脂肪細胞の発達により乳がんの浸潤・転移が促進されることを解明
Digital PR Platform / 2024年8月27日 11時42分
―― 乳がんを進行させる成熟脂肪細胞の役割 ――
藤田医科大学医学部生化学 下野洋平教授、医学部病理学 浅井直也教授、臨床腫瘍科 河田健司教授らの研究グループは、肥満が乳がんの促進因子であることに着目し、乳腺にある脂肪細胞が乳がん細胞に及ぼす影響を解析しました。この結果、脂肪細胞が十分脂肪を溜め込むほど発達(成熟)すると、乳がんを促進するタンパク質がより多量に分泌されて、乳がん細胞の浸潤や転移が格段に促進されることを明らかにしました。

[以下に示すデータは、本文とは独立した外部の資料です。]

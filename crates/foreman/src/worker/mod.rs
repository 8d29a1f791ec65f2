//! Workers and their monitors
//!
//! A worker holds user state and executes one job at a time. It never
//! subscribes to queues itself: its monitor leases jobs to it and watches
//! for its death, because a worker cannot be trusted to report its own.

mod module;
mod monitor;

pub use module::WorkerModule;
pub use monitor::MonitorHandle;

pub(crate) use module::{ErasedWorkerModule, ModuleAdapter, WorkerState};
pub(crate) use monitor::{MonitorError, MonitorMsg, WorkerMonitor};

use std::sync::Arc;

use serde_json::Value;
use tokio::sync::{mpsc, oneshot};
use tokio::task::JoinHandle;
use tracing::{debug, error, warn};

use crate::job::{Job, JobId};
use crate::pool::PoolId;
use crate::registry::{MemberId, PoolRegistry};
use crate::reply::ReplyRouter;

/// Registry entry for a live worker. Liveness tracks the worker's job
/// inbox: when the worker task ends, the inbox closes.
#[derive(Debug, Clone)]
pub struct WorkerRef {
    pub(crate) id: MemberId,
    feed: mpsc::Sender<Job>,
}

impl WorkerRef {
    pub(crate) fn is_closed(&self) -> bool {
        self.feed.is_closed()
    }
}

/// What a worker needs besides its module: where to ack, where to reply.
#[derive(Clone)]
pub(crate) struct WorkerContext {
    pub pool: PoolId,
    pub registry: Arc<PoolRegistry>,
    pub replies: Arc<ReplyRouter>,
}

/// The monitor's ownership link to its worker.
#[derive(Debug)]
pub(crate) struct WorkerLink {
    pub join: JoinHandle<anyhow::Result<()>>,
    pub feed: mpsc::Sender<Job>,
    pub done: mpsc::Receiver<JobId>,
    pub member: MemberId,
}

impl WorkerLink {
    pub fn worker_ref(&self) -> WorkerRef {
        WorkerRef {
            id: self.member,
            feed: self.feed.clone(),
        }
    }
}

/// Spawn a worker and wait for its `init` to finish. Returns an error
/// when `init` fails or the task dies during startup; the caller decides
/// when to retry.
pub(crate) async fn spawn_worker(
    module: Arc<dyn ErasedWorkerModule>,
    init_args: Value,
    ctx: WorkerContext,
) -> anyhow::Result<WorkerLink> {
    let (feed_tx, feed_rx) = mpsc::channel(1);
    let (done_tx, done_rx) = mpsc::channel(1);
    let (ready_tx, ready_rx) = oneshot::channel();

    let join = tokio::spawn(worker_loop(module, init_args, ctx, ready_tx, feed_rx, done_tx));

    match ready_rx.await {
        Ok(Ok(())) => Ok(WorkerLink {
            join,
            feed: feed_tx,
            done: done_rx,
            member: MemberId::new(),
        }),
        Ok(Err(message)) => {
            join.abort();
            anyhow::bail!("worker init failed: {message}")
        }
        Err(_) => {
            join.abort();
            anyhow::bail!("worker exited during startup")
        }
    }
}

/// The worker task: initialize user state once, then execute leased jobs
/// strictly in order until the monitor goes away.
async fn worker_loop(
    module: Arc<dyn ErasedWorkerModule>,
    init_args: Value,
    ctx: WorkerContext,
    ready: oneshot::Sender<Result<(), String>>,
    mut feed: mpsc::Receiver<Job>,
    done: mpsc::Sender<JobId>,
) -> anyhow::Result<()> {
    let mut state = match module.boot(&init_args).await {
        Ok(state) => {
            let _ = ready.send(Ok(()));
            state
        }
        Err(err) => {
            let _ = ready.send(Err(format!("{err:#}")));
            return Err(err);
        }
    };
    debug!(pool = %ctx.pool, "worker ready");

    while let Some(job) = feed.recv().await {
        execute(&module, &ctx, &mut state, job, &done).await?;
    }

    debug!(pool = %ctx.pool, "worker feed closed, exiting");
    Ok(())
}

/// Run one job: dispatch the task, ack through the nearest queue
/// producer, reply if a reply is expected, then report completion. A task
/// error propagates out and takes the worker down; that exit is the
/// failure signal the monitor acts on.
async fn execute(
    module: &Arc<dyn ErasedWorkerModule>,
    ctx: &WorkerContext,
    state: &mut WorkerState,
    mut job: Job,
    done: &mpsc::Sender<JobId>,
) -> anyhow::Result<()> {
    let job_id = job.id;
    debug!(job = %job_id, task = %job.task, "executing");

    let value = match module.dispatch(&job.task, state).await {
        Ok(value) => value,
        Err(err) => {
            error!(job = %job_id, err = %format!("{err:#}"), "task failed");
            return Err(err);
        }
    };

    job.result = Some(value.clone());
    match ctx.registry.closest_producer(&ctx.pool) {
        Some(producer) => {
            if producer.ack(job.clone()).await.is_err() {
                warn!(job = %job_id, "queue producer gone before ack; job will be redelivered");
            }
        }
        None => {
            warn!(job = %job_id, "no queue producer to ack; job will be redelivered");
        }
    }

    if let Some(from) = job.from {
        ctx.replies.deliver(from.request, value);
    }

    let _ = done.send(job_id).await;
    Ok(())
}

#[cfg(test)]
mod tests {
    use super::*;
    use crate::job::{NodeId, Task};
    use async_trait::async_trait;
    use serde_json::json;

    struct Flaky;

    #[async_trait]
    impl WorkerModule for Flaky {
        type State = u32;

        async fn init(&self, args: &Value) -> anyhow::Result<u32> {
            if args.get("fail_init").is_some() {
                anyhow::bail!("refusing to start");
            }
            Ok(0)
        }

        async fn call(
            &self,
            method: &str,
            _args: &[Value],
            state: &mut u32,
        ) -> anyhow::Result<Value> {
            match method {
                "bump" => {
                    *state += 1;
                    Ok(json!(*state))
                }
                "explode" => anyhow::bail!("boom"),
                other => anyhow::bail!("unknown method: {other}"),
            }
        }
    }

    fn context() -> WorkerContext {
        WorkerContext {
            pool: PoolId::local("worker-test"),
            registry: Arc::new(PoolRegistry::new(NodeId::default())),
            replies: ReplyRouter::new(),
        }
    }

    fn erased() -> Arc<dyn ErasedWorkerModule> {
        Arc::new(ModuleAdapter::new(Flaky))
    }

    #[tokio::test]
    async fn init_failure_surfaces_to_the_spawner() {
        let err = spawn_worker(erased(), json!({"fail_init": true}), context())
            .await
            .unwrap_err();
        assert!(err.to_string().contains("worker init failed"));
    }

    #[tokio::test]
    async fn worker_executes_jobs_in_order_and_reports_done() {
        let link = spawn_worker(erased(), Value::Null, context())
            .await
            .unwrap();
        let mut done = link.done;

        for _ in 0..2 {
            link.feed.send(Job::new(Task::method("bump"))).await.unwrap();
        }
        let first = done.recv().await.unwrap();
        let second = done.recv().await.unwrap();
        assert_ne!(first, second);

        drop(link.feed);
        assert!(link.join.await.unwrap().is_ok());
    }

    #[tokio::test]
    async fn task_failure_kills_the_worker() {
        let link = spawn_worker(erased(), Value::Null, context())
            .await
            .unwrap();

        link.feed
            .send(Job::new(Task::method("explode")))
            .await
            .unwrap();

        let exit = link.join.await.unwrap();
        assert!(exit.is_err());
        assert!(link.feed.is_closed());
    }

    #[tokio::test]
    async fn reply_is_delivered_for_jobs_that_expect_one() {
        use crate::job::{OwnerId, ReplyTo, RequestId};

        let ctx = context();
        let replies = Arc::clone(&ctx.replies);
        let link = spawn_worker(erased(), Value::Null, ctx).await.unwrap();

        let request = RequestId::new();
        replies.register(request);
        let job = Job::new(Task::method("bump")).with_reply(ReplyTo {
            owner: OwnerId::new(),
            request,
        });
        link.feed.send(job).await.unwrap();

        let value = replies
            .wait(request, std::time::Duration::from_secs(1))
            .await;
        assert_eq!(value, Some(json!(1)));
    }
}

成熟した脂肪細胞ががんを悪性化させる機構を示した本研究の成果により、今後、肥満ががんの危険因子となる仕組みの解明や、脂肪細胞の分泌因子の働きを抑えることで乳がんの進展を防ぐ全く新しい機構の抗がん治療の開発につながることが期待されます。
本研究成果は、英国の学術ジャーナル「サイエンティフィック・リポーツ」(8月9日号)で発表され、併せてオンライン版も同日に公開されています。

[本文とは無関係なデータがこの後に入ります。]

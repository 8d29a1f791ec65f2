//! # Foreman
//!
//! A background-job processing pool with demand-driven dispatch over a
//! durable queue.
//!
//! ## Features
//!
//! - **Durable enqueueing**: jobs are published persistent to a pluggable
//!   queue backend and acknowledged only after a worker produced a result
//! - **Demand-driven dispatch**: a producer releases a job only when a
//!   worker monitor has asked for one, so at most one job is in flight
//!   per worker
//! - **Crash handling**: a monitor owns the job leased to its worker;
//!   worker death triggers a pluggable failure mode with exactly that job
//! - **Long-lived worker state**: each worker initializes user state once
//!   and carries it across jobs
//!
//! ## Architecture
//!
//! ```text
//! ┌─────────────────────────────────────────────────────────────┐
//! │                      Client / Pool API                       │
//! │  (submit, collect, suspend/resume, status, filter)          │
//! └─────────────────────────────────────────────────────────────┘
//!                              │ enqueue
//!                              ▼
//! ┌─────────────────────────────────────────────────────────────┐
//! │                      QueueProducer(s)                        │
//! │  (own the backend queue, emit one job per demand unit)      │
//! └─────────────────────────────────────────────────────────────┘
//!                  demand ▲          │ job
//!                         │          ▼
//! ┌─────────────────────────────────────────────────────────────┐
//! │                      WorkerMonitor(s)                        │
//! │  (one worker each; hold the leased job; run failure modes)  │
//! └─────────────────────────────────────────────────────────────┘
//!                              │ job            ▲ job_done
//!                              ▼                │
//! ┌─────────────────────────────────────────────────────────────┐
//! │                         Worker(s)                            │
//! │  (user state + user methods; ack + reply after each job)    │
//! └─────────────────────────────────────────────────────────────┘
//! ```
//!
//! ## Example
//!
//! ```ignore
//! use foreman::prelude::*;
//! use std::sync::Arc;
//!
//! #[tokio::main]
//! async fn main() -> anyhow::Result<()> {
//!     let backend = Arc::new(MemoryBroker::new());
//!     let pool = Pool::start(
//!         PoolConfig::new("thumbnails").with_num_workers(4),
//!         ThumbnailModule::default(),
//!         backend,
//!         Arc::new(Abandon),
//!     )
//!     .await?;
//!
//!     let client = pool.client();
//!     let job = client.submit(Task::apply("resize", vec![800.into()])).await?;
//!     let result = client.collect(&job, None).await?;
//!     println!("{result:?}");
//!
//!     pool.shutdown().await;
//!     Ok(())
//! }
//! ```

pub mod api;
pub mod backend;
pub mod config;
pub mod failure;
pub mod job;
pub mod pool;
pub mod queue;
pub mod registry;
pub mod worker;

mod reply;

/// Prelude for common imports
pub mod prelude {
    pub use crate::api::{Client, SubmitError};
    pub use crate::backend::{MemoryBroker, QueueBackend};
    pub use crate::config::{DispatcherStrategy, PoolConfig};
    pub use crate::failure::{Abandon, FailureContext, FailureMode, Requeue};
    pub use crate::job::{Job, JobId, Task};
    pub use crate::pool::{Pool, PoolError, PoolId, PoolStatus};
    pub use crate::worker::WorkerModule;
}

// Re-export key types at crate root
pub use api::{Client, SubmitError};
pub use backend::{BackendError, MemoryBroker, QueueBackend};
pub use config::{DispatcherStrategy, PoolConfig};
pub use failure::{Abandon, FailureContext, FailureMode, Requeue};
pub use job::{Job, JobId, NodeId, OwnerId, Task};
pub use pool::{Pool, PoolError, PoolId, PoolStatus, WorkerStats};
pub use queue::QueueStatus;
pub use registry::{PoolRegistry, Role, Scope};
pub use worker::WorkerModule;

論文URL : https://www.nature.com/articles/s41598-024-69476-3
<研究成果のポイント>
脂肪細胞の発達(成熟)によりがん浸潤が強力に促進されることを世界で初めて発見
脂肪細胞の成熟※1により分泌される免疫分子アディプシン※2および肝細胞増殖因子(HGF)が乳がん細胞の悪性化を促進することを証明
肥満が乳がんを悪性化させる分子機構を示唆
<背 景>
肥満は食道がん、膵臓がん、大腸がん、閉経後乳がん、子宮内膜がん、腎臓がんなど様々ながんの発生や進展の危険因子である。また、乳腺に豊富に存在する脂肪組織は、正常乳腺や乳がんの形成に必須の基盤となるとともに、乳がんの悪性化にも関与していると推測されてきた。研究グループは、乳がん手術検体を用いた解析から、乳腺脂肪細胞が分泌する免疫分子アディプシンががん細胞の増殖やがん幹細胞性※3を促進することを解明してきた(Goto H et al. Oncogene, 2019; Mizuno M et al. Cancers, 2021など)。しかし、乳腺脂肪細胞やその成熟ががん浸潤や転移などを促進する分子機構は不明である。
<研究手法・研究成果>
乳腺脂肪組織から分離培養した乳腺脂肪細胞が乳がん細胞の浸潤能に及ぼす影響を解析した。脂肪滴を十分溜め込むまで発達(成熟)した脂肪細胞は、未発達の脂肪細胞の10倍以上強く乳がん細胞の浸潤を促進した (図1)。